The facility failed to investigate an allegation of abuse involving three residents, leading to a potential risk of further abuse. Resident #105, who had diagnoses including depression, paraphilia, unspecified dementia with psychotic disturbance, and anxiety, was involved in an incident with Resident #106. Resident #106 reported feeling harassed and fearful after Resident #105 approached her aggressively on two occasions, despite staff intervention. LPN H, who witnessed the incidents, did not report them immediately but later informed the Nursing Home Administrator (NHA) A, who decided against documenting the incident to avoid affecting admission referrals for Resident #105. Additionally, a family member of Resident #107's roommate reported concerns of potential sexual abuse by a male staff member.
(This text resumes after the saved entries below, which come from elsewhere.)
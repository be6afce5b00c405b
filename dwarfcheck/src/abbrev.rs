//! Loader for `.debug_abbrev`.
//!
//! The section is a sequence of abbreviation tables, each terminated by a
//! zero code; a run of two or more consecutive zero codes is section-wide
//! padding. Attribute name/form pairs are validated here once so the DIE
//! walk can rely on them, with the per-attribute form-class rules applied
//! to `DW_AT_sibling`, the location-class attributes, `DW_AT_ranges` /
//! `DW_AT_stmt_list` and the `low_pc`/`high_pc` pair.

use std::cell::Cell;

use gimli::constants as dw;

use crate::messages::{checked_uleb128, Category, Diagnostics, SectionId, Where};
use crate::readctx::ReadCtx;

/// One attribute of an abbreviation: name, form, and the site where the
/// pair was declared.
#[derive(Clone, Debug)]
pub struct AbbrevAttrib {
    pub name: u16,
    pub form: u8,
    pub wh: Where,
}

/// One abbreviation.
#[derive(Clone, Debug)]
pub struct Abbrev {
    pub code: u64,
    pub tag: u16,
    pub has_children: bool,
    pub attribs: Vec<AbbrevAttrib>,
    pub wh: Where,
    /// Whether some DIE uses this abbrev.
    pub used: Cell<bool>,
}

/// One abbreviation table, keyed by its starting offset in the section.
#[derive(Clone, Debug)]
pub struct AbbrevTable {
    pub offset: u64,
    /// Sorted by code once the table is closed.
    pub abbrevs: Vec<Abbrev>,
}

impl AbbrevTable {
    pub fn find(&self, code: u64) -> Option<&Abbrev> {
        self.abbrevs
            .binary_search_by_key(&code, |ab| ab.code)
            .ok()
            .map(|i| &self.abbrevs[i])
    }
}

pub(crate) fn form_valid(form: u64) -> bool {
    form > 0 && form <= u64::from(dw::DW_FORM_indirect.0)
}

pub(crate) fn is_location_attrib(at: dw::DwAt) -> bool {
    at == dw::DW_AT_location
        || at == dw::DW_AT_frame_base
        || at == dw::DW_AT_data_location
        || at == dw::DW_AT_data_member_location
}

/// Verdict on a form used with `DW_AT_sibling`.
#[derive(Clone, Copy, Debug, PartialEq, Eq)]
pub(crate) enum SiblingForm {
    Ok,
    /// Legal but global; a CU-local reference would do.
    RefAddr,
    NonRef,
}

pub(crate) fn check_sibling_form(form: dw::DwForm) -> SiblingForm {
    // Indirect is tolerated here; the dereferenced form is re-checked
    // during the DIE walk.
    if form == dw::DW_FORM_indirect
        || form == dw::DW_FORM_ref1
        || form == dw::DW_FORM_ref2
        || form == dw::DW_FORM_ref4
        || form == dw::DW_FORM_ref8
        || form == dw::DW_FORM_ref_udata
    {
        SiblingForm::Ok
    } else if form == dw::DW_FORM_ref_addr {
        SiblingForm::RefAddr
    } else {
        SiblingForm::NonRef
    }
}

/// Whether the form may carry a location-class attribute in some CU.
pub(crate) fn location_form_ok(form: dw::DwForm) -> bool {
    form == dw::DW_FORM_indirect
        // loclistptr
        || form == dw::DW_FORM_data4
        || form == dw::DW_FORM_data8
        // block
        || form == dw::DW_FORM_block1
        || form == dw::DW_FORM_block2
        || form == dw::DW_FORM_block4
        || form == dw::DW_FORM_block
}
Unit Manager (UM) E was informed of these concerns but did not conduct a full investigation, as it was determined there was no immediate concern due to limited male staff presence. The Director of Nursing (DON) B confirmed that a full investigation was not completed for the sexual abuse concerns involving Resident #107. The facility's policy on abuse, neglect, and exploitation requires immediate investigation and reporting of all alleged violations to the facility administrator and state agency. However, in these cases, the facility did not adhere to its policy, as the allegations were not thoroughly investigated, and the state agency was not notified. This failure to act according to policy resulted in a deficiency citation for the facility.

Plan Of Correction

Element 1: Resident 106 remains in the facility. Resident's care plan was reviewed and updated as needed, well-being visits completed with resident and reflected no lasting negative outcomes from the incident. Resident 105 no longer resides in the facility. Resident 107 no longer resides in the facility. Element 2: All residents have the potential to be affected by this practice. Alert and Oriented residents with BIMS eight (8) and above were interviewed by Guardian Angels to ensure no unreported allegations of abuse exist. Residents with a BIMS score of less than eight (8) had a skin assessment completed, no other concerns identified. Element 3: The RDO re-educated the NHA on the abuse policy on 3/17/25. The NHA reviewed the abuse policy on 3/17/25 and deemed it appropriate. All staff will be re-educated by the SDC/Designee on the abuse policy by 3/24/2025. Any staff member not re-educated by 3/24/25 will be removed from the schedule until re-education is complete. Element 4: The NHA / designee will audit/interview five (5) staff members regarding abuse/neglect knowledge and reporting guidelines per week for four (4) weeks and then monthly for three (3) months. All findings will be reported to the QAPI committee monthly. The NHA is responsible for achieving and sustaining compliance.